• **WORK ITEM**
Lines containing the word "sqrt" are the ones to copy from the records below.

=== Section Start ===

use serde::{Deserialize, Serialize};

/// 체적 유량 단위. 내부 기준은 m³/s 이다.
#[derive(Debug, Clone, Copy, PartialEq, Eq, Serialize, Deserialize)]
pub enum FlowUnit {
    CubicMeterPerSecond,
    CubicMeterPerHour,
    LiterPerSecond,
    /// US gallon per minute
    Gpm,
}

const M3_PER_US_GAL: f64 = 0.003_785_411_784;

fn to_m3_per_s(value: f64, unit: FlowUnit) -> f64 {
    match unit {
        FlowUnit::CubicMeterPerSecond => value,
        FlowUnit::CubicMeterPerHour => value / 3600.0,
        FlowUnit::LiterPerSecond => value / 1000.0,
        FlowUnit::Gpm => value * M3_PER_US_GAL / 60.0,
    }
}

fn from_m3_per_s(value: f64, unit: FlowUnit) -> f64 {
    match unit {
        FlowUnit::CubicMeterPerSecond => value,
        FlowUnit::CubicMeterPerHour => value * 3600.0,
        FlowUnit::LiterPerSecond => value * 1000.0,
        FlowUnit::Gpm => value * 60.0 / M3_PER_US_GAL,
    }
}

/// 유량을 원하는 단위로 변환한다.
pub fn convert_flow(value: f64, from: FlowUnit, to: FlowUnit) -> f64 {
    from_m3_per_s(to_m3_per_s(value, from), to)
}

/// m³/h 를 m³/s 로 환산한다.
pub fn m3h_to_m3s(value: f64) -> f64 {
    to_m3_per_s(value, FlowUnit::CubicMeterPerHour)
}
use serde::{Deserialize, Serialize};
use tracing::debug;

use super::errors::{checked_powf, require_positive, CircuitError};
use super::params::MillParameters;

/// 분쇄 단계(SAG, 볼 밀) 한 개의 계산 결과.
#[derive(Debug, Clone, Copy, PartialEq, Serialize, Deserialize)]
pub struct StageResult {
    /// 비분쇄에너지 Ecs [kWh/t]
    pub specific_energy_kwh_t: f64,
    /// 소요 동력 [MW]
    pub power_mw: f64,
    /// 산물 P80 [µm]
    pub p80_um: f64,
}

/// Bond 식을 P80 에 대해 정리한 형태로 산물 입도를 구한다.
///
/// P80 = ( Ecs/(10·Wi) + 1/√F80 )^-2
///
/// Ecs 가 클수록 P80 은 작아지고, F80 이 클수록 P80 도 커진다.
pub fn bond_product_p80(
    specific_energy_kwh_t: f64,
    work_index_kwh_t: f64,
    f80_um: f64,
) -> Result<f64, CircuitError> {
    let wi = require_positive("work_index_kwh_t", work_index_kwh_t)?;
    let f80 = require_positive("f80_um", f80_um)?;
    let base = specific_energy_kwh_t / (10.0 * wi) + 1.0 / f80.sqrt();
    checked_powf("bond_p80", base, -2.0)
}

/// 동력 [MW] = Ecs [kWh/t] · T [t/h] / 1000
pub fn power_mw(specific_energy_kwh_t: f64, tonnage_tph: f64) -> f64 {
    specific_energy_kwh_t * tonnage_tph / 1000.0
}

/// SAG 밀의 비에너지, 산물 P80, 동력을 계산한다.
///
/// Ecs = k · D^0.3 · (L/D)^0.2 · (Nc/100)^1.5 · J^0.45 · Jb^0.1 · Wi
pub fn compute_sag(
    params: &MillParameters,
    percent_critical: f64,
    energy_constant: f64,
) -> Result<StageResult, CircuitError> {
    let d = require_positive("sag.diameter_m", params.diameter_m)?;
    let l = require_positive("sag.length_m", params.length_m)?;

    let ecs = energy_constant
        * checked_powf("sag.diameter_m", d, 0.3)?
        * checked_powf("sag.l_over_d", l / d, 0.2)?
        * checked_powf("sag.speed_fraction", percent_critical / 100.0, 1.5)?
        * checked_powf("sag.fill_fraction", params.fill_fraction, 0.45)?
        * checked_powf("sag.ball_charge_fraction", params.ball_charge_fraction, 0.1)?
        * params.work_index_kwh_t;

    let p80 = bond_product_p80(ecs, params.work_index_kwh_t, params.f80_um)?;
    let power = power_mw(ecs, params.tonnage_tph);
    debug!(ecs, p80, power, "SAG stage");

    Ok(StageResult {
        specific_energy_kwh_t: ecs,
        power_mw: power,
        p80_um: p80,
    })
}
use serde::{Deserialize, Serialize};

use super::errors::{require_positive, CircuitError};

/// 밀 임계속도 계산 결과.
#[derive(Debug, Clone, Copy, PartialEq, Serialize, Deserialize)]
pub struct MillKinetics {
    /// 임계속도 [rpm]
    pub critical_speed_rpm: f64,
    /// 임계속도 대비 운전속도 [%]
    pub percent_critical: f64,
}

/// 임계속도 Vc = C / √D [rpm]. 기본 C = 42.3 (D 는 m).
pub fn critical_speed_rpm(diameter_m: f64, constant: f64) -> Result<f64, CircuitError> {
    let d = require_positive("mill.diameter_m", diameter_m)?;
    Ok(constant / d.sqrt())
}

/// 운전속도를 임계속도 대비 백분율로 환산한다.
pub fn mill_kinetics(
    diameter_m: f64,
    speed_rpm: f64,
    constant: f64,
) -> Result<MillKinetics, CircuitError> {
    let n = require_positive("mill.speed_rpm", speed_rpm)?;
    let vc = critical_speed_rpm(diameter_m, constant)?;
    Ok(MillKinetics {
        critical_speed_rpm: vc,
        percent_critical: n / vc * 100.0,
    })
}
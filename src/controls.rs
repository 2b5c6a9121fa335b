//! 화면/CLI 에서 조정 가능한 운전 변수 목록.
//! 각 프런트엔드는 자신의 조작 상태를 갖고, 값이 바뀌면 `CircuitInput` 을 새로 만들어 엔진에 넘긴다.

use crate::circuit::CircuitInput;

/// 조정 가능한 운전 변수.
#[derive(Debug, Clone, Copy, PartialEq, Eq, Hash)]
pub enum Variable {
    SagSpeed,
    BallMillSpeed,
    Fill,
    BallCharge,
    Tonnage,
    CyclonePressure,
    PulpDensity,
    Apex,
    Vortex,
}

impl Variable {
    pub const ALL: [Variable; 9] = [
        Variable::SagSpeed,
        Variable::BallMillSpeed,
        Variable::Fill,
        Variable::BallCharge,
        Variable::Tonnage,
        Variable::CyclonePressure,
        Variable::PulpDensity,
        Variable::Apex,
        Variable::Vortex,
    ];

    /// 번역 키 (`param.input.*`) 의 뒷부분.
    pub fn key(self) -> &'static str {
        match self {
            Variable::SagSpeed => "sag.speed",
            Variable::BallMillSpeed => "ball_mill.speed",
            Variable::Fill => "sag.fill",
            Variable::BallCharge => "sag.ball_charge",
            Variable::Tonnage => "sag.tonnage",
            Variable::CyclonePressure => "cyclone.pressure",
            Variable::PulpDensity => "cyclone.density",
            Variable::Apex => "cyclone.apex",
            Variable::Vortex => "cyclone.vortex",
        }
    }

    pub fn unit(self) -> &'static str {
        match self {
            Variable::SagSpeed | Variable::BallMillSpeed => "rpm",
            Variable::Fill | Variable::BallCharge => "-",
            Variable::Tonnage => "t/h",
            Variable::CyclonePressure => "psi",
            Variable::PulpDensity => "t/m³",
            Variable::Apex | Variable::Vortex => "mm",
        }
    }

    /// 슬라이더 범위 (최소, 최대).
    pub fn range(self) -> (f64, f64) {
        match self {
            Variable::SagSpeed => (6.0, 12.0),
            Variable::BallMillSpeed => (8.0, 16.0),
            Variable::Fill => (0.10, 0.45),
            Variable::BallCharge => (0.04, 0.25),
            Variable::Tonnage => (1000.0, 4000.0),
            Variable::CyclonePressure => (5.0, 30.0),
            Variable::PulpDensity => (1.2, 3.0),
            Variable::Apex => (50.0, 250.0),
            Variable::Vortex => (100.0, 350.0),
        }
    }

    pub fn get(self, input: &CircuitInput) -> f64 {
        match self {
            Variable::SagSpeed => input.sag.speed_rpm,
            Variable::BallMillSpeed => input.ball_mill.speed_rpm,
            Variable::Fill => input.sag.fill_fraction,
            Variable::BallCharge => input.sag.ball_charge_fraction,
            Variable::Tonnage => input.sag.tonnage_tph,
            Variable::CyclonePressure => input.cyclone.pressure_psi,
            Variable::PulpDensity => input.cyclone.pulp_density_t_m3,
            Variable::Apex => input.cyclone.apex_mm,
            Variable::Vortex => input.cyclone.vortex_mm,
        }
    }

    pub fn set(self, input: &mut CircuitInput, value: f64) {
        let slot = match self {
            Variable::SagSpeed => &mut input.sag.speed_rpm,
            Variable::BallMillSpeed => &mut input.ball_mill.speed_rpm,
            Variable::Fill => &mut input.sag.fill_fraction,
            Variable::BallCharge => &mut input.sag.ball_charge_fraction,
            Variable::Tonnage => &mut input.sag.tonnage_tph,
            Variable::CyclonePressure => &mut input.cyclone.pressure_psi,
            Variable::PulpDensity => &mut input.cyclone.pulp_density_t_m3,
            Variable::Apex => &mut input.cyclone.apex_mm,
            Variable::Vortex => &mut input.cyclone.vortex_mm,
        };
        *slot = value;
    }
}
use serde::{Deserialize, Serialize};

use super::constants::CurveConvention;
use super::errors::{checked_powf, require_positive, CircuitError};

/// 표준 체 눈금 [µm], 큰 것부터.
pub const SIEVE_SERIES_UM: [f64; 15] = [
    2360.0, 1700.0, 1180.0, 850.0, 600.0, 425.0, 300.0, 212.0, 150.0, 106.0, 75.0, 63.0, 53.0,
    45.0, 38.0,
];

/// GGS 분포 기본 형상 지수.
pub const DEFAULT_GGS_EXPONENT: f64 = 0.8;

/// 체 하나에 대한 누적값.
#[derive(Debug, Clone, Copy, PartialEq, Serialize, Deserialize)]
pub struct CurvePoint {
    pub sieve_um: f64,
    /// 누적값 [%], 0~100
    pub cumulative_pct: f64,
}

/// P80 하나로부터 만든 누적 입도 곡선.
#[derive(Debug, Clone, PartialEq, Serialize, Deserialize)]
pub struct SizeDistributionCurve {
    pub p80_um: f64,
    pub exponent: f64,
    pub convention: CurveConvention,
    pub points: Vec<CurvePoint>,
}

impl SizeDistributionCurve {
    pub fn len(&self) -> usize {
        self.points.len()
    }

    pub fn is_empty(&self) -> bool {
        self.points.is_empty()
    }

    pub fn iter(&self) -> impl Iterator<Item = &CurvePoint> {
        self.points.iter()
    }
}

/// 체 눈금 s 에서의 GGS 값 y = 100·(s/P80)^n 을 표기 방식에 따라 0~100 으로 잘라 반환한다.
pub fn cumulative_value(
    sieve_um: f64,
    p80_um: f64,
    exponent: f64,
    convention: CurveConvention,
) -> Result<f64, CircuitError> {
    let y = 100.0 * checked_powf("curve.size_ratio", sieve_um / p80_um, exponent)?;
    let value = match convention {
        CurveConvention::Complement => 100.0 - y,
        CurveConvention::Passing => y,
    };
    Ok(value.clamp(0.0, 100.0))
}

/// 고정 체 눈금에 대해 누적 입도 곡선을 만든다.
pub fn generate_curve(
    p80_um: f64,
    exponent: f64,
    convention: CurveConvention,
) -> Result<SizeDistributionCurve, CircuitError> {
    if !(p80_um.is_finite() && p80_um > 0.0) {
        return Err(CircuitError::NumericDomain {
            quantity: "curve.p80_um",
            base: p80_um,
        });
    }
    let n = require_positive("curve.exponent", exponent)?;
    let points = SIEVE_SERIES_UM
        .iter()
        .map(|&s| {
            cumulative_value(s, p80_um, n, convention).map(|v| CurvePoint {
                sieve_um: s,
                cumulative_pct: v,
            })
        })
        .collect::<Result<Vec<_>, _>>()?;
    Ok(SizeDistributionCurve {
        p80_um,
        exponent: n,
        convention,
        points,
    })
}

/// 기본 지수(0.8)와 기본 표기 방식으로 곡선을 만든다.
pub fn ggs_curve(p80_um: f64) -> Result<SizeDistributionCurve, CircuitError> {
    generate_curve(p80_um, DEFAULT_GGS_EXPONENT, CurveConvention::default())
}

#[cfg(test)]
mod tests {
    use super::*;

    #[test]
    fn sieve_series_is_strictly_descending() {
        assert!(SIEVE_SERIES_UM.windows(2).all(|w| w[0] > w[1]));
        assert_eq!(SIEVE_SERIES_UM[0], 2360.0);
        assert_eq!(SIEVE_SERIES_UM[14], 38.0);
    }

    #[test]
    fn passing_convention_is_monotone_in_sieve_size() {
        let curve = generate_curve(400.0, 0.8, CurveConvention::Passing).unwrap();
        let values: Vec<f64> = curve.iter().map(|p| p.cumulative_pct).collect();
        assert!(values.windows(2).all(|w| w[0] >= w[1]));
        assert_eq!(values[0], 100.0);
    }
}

=== Section End ===

• **RESULT**
    let base = specific_energy_kwh_t / (10.0 * wi) + 1.0 / f80.sqrt();
    Ok(constant / d.sqrt())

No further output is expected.